GOLDFARB: Yeah, so as you say, we do know that beaver dams, or beaver ponds, rather, release large amounts of methane. There's all of this decaying organic matter in a beaver pond, all of the leaves and sticks and insect bodies that get trapped in there, and as that stuff breaks down, we know that there is a release of methane. So, there have been studies sort of suggesting that beavers are, of course, a very minor contributor to climate change compared to all of the stuff that we humans do, but are maybe climate change contributors nonetheless, to a very small extent. However, of course, they're also sequestering lots of carbon, right? I mean, not all of that stuff is breaking down especially when the beaver pond is active and all of that organic matter is covered in water. They're actually sequestering huge amounts of carbon, and I think that one of the big findings from scientists who have studied this so far, which again is not many, is that beaver ponds, they're storing much more carbon when they're active, when the beavers are able to remain on the landscape doing their thing. What is sort of the net result of all of this carbon sequestration and methane release? We don't really know whether beavers are net positives or negatives, but there is certainly lots of research happening right now, and some of the studies I’ve seen, from places like the Colorado Rockies suggest that beavers could be pretty substantial carbon sequesters.

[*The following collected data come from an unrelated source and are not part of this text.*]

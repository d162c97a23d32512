//! Selection AST: the value-type tree the compiler pipeline operates on.
//!
//! Two stages share these types:
//! - Lowering produces [`Selection`] trees, which may still contain
//!   [`FragmentRef`] placeholders.
//! - Fragment resolution replaces every placeholder by value and yields
//!   [`SelectionNode`] trees, which are structurally fragment-free. The
//!   document emitter and response binder only ever see the second stage.
//!
//! Trees are plain owned values with no interior sharing, so expanding a
//! fragment into many call sites never aliases mutable state between them.

use serde::{Deserialize, Serialize};

use crate::expr::{InputId, LitValue};
use crate::span::{ModuleId, Span};
use crate::wire::WireType;

/// How a field's decoded value lands in the caller's result type.
#[derive(Debug, Clone, PartialEq, Eq, Hash, Serialize, Deserialize)]
pub enum ResultBinding {
    /// Assign to a like-named property.
    Property(String),
    /// Supply as a positional constructor argument.
    ConstructorArg(u32),
    /// Supply as a named initializer entry.
    InitializerEntry(String),
}

impl ResultBinding {
    /// The slot this binding targets, for ambiguity checks.
    pub fn target(&self) -> String {
        match self {
            Self::Property(name) | Self::InitializerEntry(name) => name.clone(),
            Self::ConstructorArg(pos) => format!("arg {}", pos),
        }
    }
}

impl std::fmt::Display for ResultBinding {
    fn fmt(&self, f: &mut std::fmt::Formatter<'_>) -> std::fmt::Result {
        match self {
            Self::Property(name) => write!(f, ".{}", name),
            Self::ConstructorArg(pos) => write!(f, "arg {}", pos),
            Self::InitializerEntry(name) => write!(f, "init {}", name),
        }
    }
}

/// How an object-valued node's children assemble into a host value.
///
/// All three styles resolve to the same decode-step shape: ordered
/// children, each tagged with its own [`ResultBinding`].
#[derive(Debug, Clone, PartialEq, Eq, Hash, Serialize, Deserialize)]
pub enum Construction {
    /// Like-named property mapping onto the declared type.
    Properties,
    /// Explicit constructor call with positional arguments.
    Constructor(String),
    /// Object/collection initializer with named entries.
    Initializer(String),
}

impl std::fmt::Display for Construction {
    fn fmt(&self, f: &mut std::fmt::Formatter<'_>) -> std::fmt::Result {
        match self {
            Self::Properties => f.write_str("props"),
            Self::Constructor(ty) => write!(f, "new {}", ty),
            Self::Initializer(ty) => write!(f, "init {}", ty),
        }
    }
}

/// Argument value after lowering.
///
/// Spans are dropped here on purpose: merge identity is structural on
/// (name, arguments) and must not depend on where the argument was
/// written.
#[derive(Debug, Clone, PartialEq, Serialize, Deserialize)]
pub enum ArgValue {
    Lit(LitValue),
    /// Runtime input, not yet lifted into a variable.
    Input {
        id: InputId,
        name: String,
        wire_type: WireType,
    },
    /// Named variable, after lifting.
    Var(String),
    /// Fragment-local parameter placeholder.
    Param(String),
    Object(Vec<(String, ArgValue)>),
    List(Vec<ArgValue>),
    /// Value the compiler cannot evaluate before the request is issued.
    /// Rejected by the variable lifter.
    Opaque(String),
}

/// One named argument on a selection.
#[derive(Debug, Clone, PartialEq, Serialize, Deserialize)]
pub struct Argument {
    pub name: String,
    pub value: ArgValue,
}

impl Argument {
    pub fn new(name: impl Into<String>, value: ArgValue) -> Self {
        Self {
            name: name.into(),
            value,
        }
    }
}

/// A lowered selection: either a concrete field or a fragment placeholder.
#[derive(Debug, Clone, PartialEq, Serialize, Deserialize)]
pub enum Selection {
    Field(FieldSelect),
    FragmentRef(FragmentRef),
}

impl Selection {
    pub fn span(&self) -> Span {
        match self {
            Self::Field(field) => field.span,
            Self::FragmentRef(fragment) => fragment.span,
        }
    }
}

/// A requested field in the lowered (pre-expansion) stage.
#[derive(Debug, Clone, PartialEq, Serialize, Deserialize)]
pub struct FieldSelect {
    pub name: String,
    pub args: Vec<Argument>,
    pub children: Vec<Selection>,
    pub binding: ResultBinding,
    /// How `children` assemble; meaningful only when non-empty.
    pub construction: Construction,
    pub span: Span,
}

/// Placeholder standing for "inline the fragment identified by X here."
///
/// Arguments are positional, matched against the fragment's declared
/// parameter list during expansion.
#[derive(Debug, Clone, PartialEq, Serialize, Deserialize)]
pub struct FragmentRef {
    pub module: Option<ModuleId>,
    pub name: String,
    pub args: Vec<ArgValue>,
    pub span: Span,
}

/// One requested field in the expanded, fragment-free tree.
///
/// Immutable after construction by convention: the pipeline builds a
/// fresh tree per call site and only the variable lifter rewrites
/// argument values in place.
#[derive(Debug, Clone, PartialEq, Serialize, Deserialize)]
pub struct SelectionNode {
    /// Wire name, distinct from any host-language alias.
    pub name: String,
    pub args: Vec<Argument>,
    /// Ordered child selections; empty for scalar fields.
    pub children: Vec<SelectionNode>,
    pub binding: ResultBinding,
    pub construction: Construction,
    pub span: Span,
}

impl SelectionNode {
    /// Structural identity for sibling merging: (wire name, arguments).
    ///
    /// Bindings, children, and spans are excluded; two nodes with the same
    /// identity must be merged, not duplicated.
    pub fn same_identity(&self, other: &Self) -> bool {
        self.name == other.name && self.args == other.args
    }

    pub fn is_scalar(&self) -> bool {
        self.children.is_empty()
    }
}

DOERING: And, in fact, actually beavers might be able to help us cope with some of those consequences -- wildfires, heat waves, droughts. Can you talk a little bit about that?
GOLDFARB: Yeah, we know that beaver wetlands provide some degree of firebreak. There's this really wonderful pond in the Methow Valley that I visited. You know, again the Methow is this very dry place. It's been hammered with fire in the last several years, and one of the ponds there -- it was amazing -- you could see that one side of the pond had been totally scorched and the other side remained green. It was clear the fire had hit the pond and basically hadn't proceeded any further. The ability of beavers to act as firebreaks is again one of those things that hasn't really been quantified in any kind of meaningful way. As for drought, that's another thing. How much can beavers help us compensate for the loss of glacial melt and snow pack that are so important in the American West? We know that beavers can take these seasonal streams and turn them perennial. We know they're storing lots and lots of water, but how much of that water is reaching downstream users? To what extent can they compensate for some of these catastrophic climate impacts? We just don't know the answers to these questions yet. So, there's lots of beaver research happening right now all over the American West looking at beavers and climate change, and I think the next the next five to 10 years will hopefully have some really interesting results on the beavers as climate adaptation tool front.
DOERING: Ben Goldfarb is the author of "Eager: The Surprising, Secret Life of Beavers and Why They Matter". Thank you so much, Ben.
GOLDFARB: Thanks for having me. That was really fun.
CURWOOD: Author and journalist Ben Goldfarb, speaking with Living on Earth’s Jenni Doering.